(Saved data entries)
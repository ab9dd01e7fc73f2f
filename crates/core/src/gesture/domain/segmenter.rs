//! Colour segmentation of the gesture inside one mouth.

use image::{GrayImage, Luma};
use imageproc::distance_transform::Norm;
use imageproc::point::Point;
use thiserror::Error;

use crate::detection::domain::subject_locator::Subject;
use crate::gesture::domain::direction::{classify, dead_zone_px, Direction};
use crate::gesture::domain::hsv::{Hsv, HsvBand, HIGH_RED_BAND, LOW_RED_BAND};
use crate::shared::constants::MIN_MOUTH_POLYGON_POINTS;
use crate::shared::frame::Frame;

/// Median filter radius (5×5 window).
const MEDIAN_RADIUS: u32 = 2;

/// Opening radius under the L∞ norm (3×3 square).
const OPEN_RADIUS: u8 = 1;

const ON: Luma<u8> = Luma([255]);

#[derive(Error, Debug, Clone, PartialEq)]
pub enum SegmentationError {
    #[error("mouth polygon has {0} points, need at least {MIN_MOUTH_POLYGON_POINTS}")]
    TooFewPoints(usize),
    #[error("mouth polygon collapses to fewer than three distinct corners")]
    DegeneratePolygon,
    #[error("mouth region is empty")]
    EmptyRegion,
}

/// Thresholds and colour bands for one segmenter.
#[derive(Clone, Debug, PartialEq)]
pub struct SegmenterConfig {
    pub frac_threshold: f64,
    pub min_open_px: u32,
    pub dir_dead_frac: f64,
    pub bands: [HsvBand; 2],
}

impl Default for SegmenterConfig {
    fn default() -> Self {
        Self {
            frac_threshold: 0.06,
            min_open_px: 8,
            dir_dead_frac: 0.10,
            bands: [LOW_RED_BAND, HIGH_RED_BAND],
        }
    }
}

/// What one subject shows in one frame.
///
/// `direction` is `Some` exactly when `present` is true.
#[derive(Clone, Copy, Debug, PartialEq)]
pub struct GestureReading {
    pub present: bool,
    pub direction: Option<Direction>,
    pub openness: u32,
    pub fraction: f64,
}

impl GestureReading {
    pub fn absent() -> Self {
        Self {
            present: false,
            direction: None,
            openness: 0,
            fraction: 0.0,
        }
    }
}

/// Reading plus the intermediate images the overlay draws from.
#[derive(Clone, Debug)]
pub struct Segmentation {
    pub reading: GestureReading,
    /// Cleaned gesture mask in mouth-box coordinates.
    pub gesture_mask: GrayImage,
    /// Gesture centroid in frame coordinates, when any pixel survived.
    pub centroid: Option<(i32, i32)>,
}

pub struct GestureSegmenter {
    config: SegmenterConfig,
}

impl GestureSegmenter {
    pub fn new(config: SegmenterConfig) -> Self {
        Self { config }
    }

    pub fn config(&self) -> &SegmenterConfig {
        &self.config
    }

    pub fn segment(&self, frame: &Frame, subject: &Subject) -> Result<Segmentation, SegmentationError> {
        let polygon = &subject.mouth_polygon;
        if polygon.len() < MIN_MOUTH_POLYGON_POINTS {
            return Err(SegmentationError::TooFewPoints(polygon.len()));
        }
        let mouth_box = subject.mouth_box;
        if mouth_box.is_empty() {
            return Err(SegmentationError::EmptyRegion);
        }

        let roi = frame.crop(
            mouth_box.x0.max(0) as u32,
            mouth_box.y0.max(0) as u32,
            mouth_box.x1.max(0) as u32,
            mouth_box.y1.max(0) as u32,
        );
        let (width, height) = roi.dimensions();
        if width == 0 || height == 0 {
            return Err(SegmentationError::EmptyRegion);
        }

        let mouth_mask = polygon_mask(&mouth_box.to_local(polygon), width, height)?;

        let mut raw = GrayImage::new(width, height);
        for (x, y, pixel) in roi.enumerate_pixels() {
            if mouth_mask.get_pixel(x, y)[0] == 0 {
                continue;
            }
            let hsv = Hsv::from_rgb(pixel.0);
            if self.config.bands.iter().any(|band| band.contains(hsv)) {
                raw.put_pixel(x, y, ON);
            }
        }

        let blurred = imageproc::filter::median_filter(&raw, MEDIAN_RADIUS, MEDIAN_RADIUS);
        let gesture_mask = imageproc::morphology::open(&blurred, Norm::LInf, OPEN_RADIUS);

        let gesture_px = count_on(&gesture_mask);
        let mouth_px = count_on(&mouth_mask);
        let fraction = gesture_px as f64 / mouth_px.max(1) as f64;
        let openness = subject.openness;
        let present = openness >= self.config.min_open_px && fraction >= self.config.frac_threshold;

        let centroid =
            local_centroid(&gesture_mask).map(|(cx, cy)| (mouth_box.x0 + cx, mouth_box.y0 + cy));

        let direction = if present {
            Some(match centroid {
                Some((tx, ty)) => {
                    let (mx, my) = mouth_box.center();
                    let dead = dead_zone_px(self.config.dir_dead_frac, mouth_box.max_side());
                    classify(tx - mx, ty - my, dead)
                }
                // Present with no surviving pixels only happens at a zero
                // threshold; there is no offset to classify.
                None => Direction::Center,
            })
        } else {
            None
        };

        Ok(Segmentation {
            reading: GestureReading {
                present,
                direction,
                openness,
                fraction,
            },
            gesture_mask,
            centroid,
        })
    }
}

/// Filled polygon mask. Repeated closing points are dropped.
fn polygon_mask(
    local: &[(i32, i32)],
    width: u32,
    height: u32,
) -> Result<GrayImage, SegmentationError> {
    let mut points: Vec<Point<i32>> = local.iter().map(|&(x, y)| Point::new(x, y)).collect();
    points.dedup();
    while points.len() > 1 && points.first() == points.last() {
        points.pop();
    }
    if points.len() < 3 {
        return Err(SegmentationError::DegeneratePolygon);
    }

    let mut mask = GrayImage::new(width, height);
    imageproc::drawing::draw_polygon_mut(&mut mask, &points, ON);
    Ok(mask)
}

fn count_on(mask: &GrayImage) -> usize {
    mask.pixels().filter(|p| p[0] != 0).count()
}

/// Integer centroid of the set pixels, truncated onto the pixel grid.
fn local_centroid(mask: &GrayImage) -> Option<(i32, i32)> {
    let (mut sum_x, mut sum_y, mut n) = (0u64, 0u64, 0u64);
    for (x, y, p) in mask.enumerate_pixels() {
        if p[0] != 0 {
            sum_x += x as u64;
            sum_y += y as u64;
            n += 1;
        }
    }
    (n > 0).then(|| ((sum_x / n) as i32, (sum_y / n) as i32))
}

#[cfg(test)]
mod tests {
    use super::*;
    use crate::detection::domain::subject_locator::subject_from_mesh;
    use crate::detection::domain::subject_locator::tests::mouth_mesh;
    use crate::shared::bounding_box::BoundingBox;
    use image::{Rgb, RgbImage};
    use rstest::rstest;

    const DARK: Rgb<u8> = Rgb([30, 20, 20]);
    const TONGUE: Rgb<u8> = Rgb([220, 40, 60]);

    /// 200×100 frame with a 80×40 elliptical mouth centred on (100, 50).
    fn mouth_subject() -> Subject {
        subject_from_mesh(&mouth_mesh(0.5, 0.5, 0.2, 0.2), 200, 100, 6).unwrap()
    }

    fn frame_with(rects: &[(u32, u32, u32, u32)]) -> Frame {
        let mut img = RgbImage::from_pixel(200, 100, DARK);
        for &(x0, y0, x1, y1) in rects {
            for y in y0..y1 {
                for x in x0..x1 {
                    img.put_pixel(x, y, TONGUE);
                }
            }
        }
        Frame::from_rgb_image(img, 0, std::time::Instant::now())
    }

    fn segmenter() -> GestureSegmenter {
        GestureSegmenter::new(SegmenterConfig::default())
    }

    #[rstest]
    #[case::down((90, 56, 110, 68), Direction::Down)]
    #[case::up((90, 32, 110, 44), Direction::Up)]
    #[case::right((116, 43, 134, 57), Direction::Right)]
    #[case::left((66, 43, 84, 57), Direction::Left)]
    #[case::center((92, 42, 108, 58), Direction::Center)]
    fn test_direction_of_tongue(#[case] rect: (u32, u32, u32, u32), #[case] expected: Direction) {
        let seg = segmenter()
            .segment(&frame_with(&[rect]), &mouth_subject())
            .unwrap();

        assert!(seg.reading.present, "fraction {}", seg.reading.fraction);
        assert_eq!(seg.reading.direction, Some(expected));
        assert!(seg.centroid.is_some());
    }

    #[test]
    fn test_empty_mouth_is_absent() {
        let seg = segmenter().segment(&frame_with(&[]), &mouth_subject()).unwrap();

        assert!(!seg.reading.present);
        assert_eq!(seg.reading.direction, None);
        assert_eq!(seg.reading.fraction, 0.0);
        assert_eq!(seg.centroid, None);
        assert_eq!(seg.reading.openness, 40);
    }

    #[test]
    fn test_colour_outside_lips_is_ignored() {
        // Inside the padded box but outside the lip ellipse.
        let seg = segmenter()
            .segment(&frame_with(&[(55, 25, 70, 35)]), &mouth_subject())
            .unwrap();

        assert!(!seg.reading.present);
        assert_eq!(seg.reading.fraction, 0.0);
    }

    #[test]
    fn test_speckle_is_removed() {
        let seg = segmenter()
            .segment(&frame_with(&[(100, 50, 101, 51), (80, 45, 82, 46)]), &mouth_subject())
            .unwrap();

        assert_eq!(count_on(&seg.gesture_mask), 0);
        assert!(!seg.reading.present);
    }

    #[test]
    fn test_closed_mouth_is_absent_even_with_colour() {
        let config = SegmenterConfig {
            min_open_px: 41,
            ..SegmenterConfig::default()
        };
        let seg = GestureSegmenter::new(config)
            .segment(&frame_with(&[(90, 56, 110, 68)]), &mouth_subject())
            .unwrap();

        assert!(!seg.reading.present);
        assert_eq!(seg.reading.direction, None);
        assert!(seg.reading.fraction > 0.06);
    }

    #[test]
    fn test_thresholds_are_inclusive() {
        let baseline = segmenter()
            .segment(&frame_with(&[(90, 56, 110, 68)]), &mouth_subject())
            .unwrap();
        let config = SegmenterConfig {
            frac_threshold: baseline.reading.fraction,
            min_open_px: baseline.reading.openness,
            ..SegmenterConfig::default()
        };

        let seg = GestureSegmenter::new(config)
            .segment(&frame_with(&[(90, 56, 110, 68)]), &mouth_subject())
            .unwrap();

        assert!(seg.reading.present);
    }

    #[test]
    fn test_zero_threshold_without_pixels_reports_center() {
        let config = SegmenterConfig {
            frac_threshold: 0.0,
            ..SegmenterConfig::default()
        };
        let seg = GestureSegmenter::new(config)
            .segment(&frame_with(&[]), &mouth_subject())
            .unwrap();

        assert!(seg.reading.present);
        assert_eq!(seg.reading.direction, Some(Direction::Center));
    }

    #[test]
    fn test_fraction_is_bounded() {
        let seg = segmenter()
            .segment(&frame_with(&[(0, 0, 200, 100)]), &mouth_subject())
            .unwrap();

        assert!(seg.reading.fraction > 0.9);
        assert!(seg.reading.fraction <= 1.0);
    }

    #[test]
    fn test_too_few_points_is_error() {
        let subject = Subject {
            mouth_box: BoundingBox::new(10, 10, 40, 30),
            mouth_polygon: vec![(12, 12), (38, 12), (38, 28), (12, 28)],
            center: (25, 20),
            openness: 16,
        };
        let err = segmenter().segment(&frame_with(&[]), &subject).unwrap_err();
        assert_eq!(err, SegmentationError::TooFewPoints(4));
    }

    #[test]
    fn test_degenerate_polygon_is_error() {
        let subject = Subject {
            mouth_box: BoundingBox::new(10, 10, 40, 30),
            mouth_polygon: vec![(20, 20); 8],
            center: (25, 20),
            openness: 16,
        };
        let err = segmenter().segment(&frame_with(&[]), &subject).unwrap_err();
        assert_eq!(err, SegmentationError::DegeneratePolygon);
    }

    #[test]
    fn test_empty_box_is_error() {
        let mut subject = mouth_subject();
        subject.mouth_box = BoundingBox::new(50, 50, 50, 60);
        let err = segmenter().segment(&frame_with(&[]), &subject).unwrap_err();
        assert_eq!(err, SegmentationError::EmptyRegion);
    }

    #[test]
    fn test_local_centroid_truncates() {
        let mut mask = GrayImage::new(4, 4);
        mask.put_pixel(0, 0, ON);
        mask.put_pixel(3, 1, ON);
        assert_eq!(local_centroid(&mask), Some((1, 0)));
        assert_eq!(local_centroid(&GrayImage::new(2, 2)), None);
    }
}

What is needed
Compute how many lines of the records above hold the string "when". Give the number with no other output.

Exercise response
2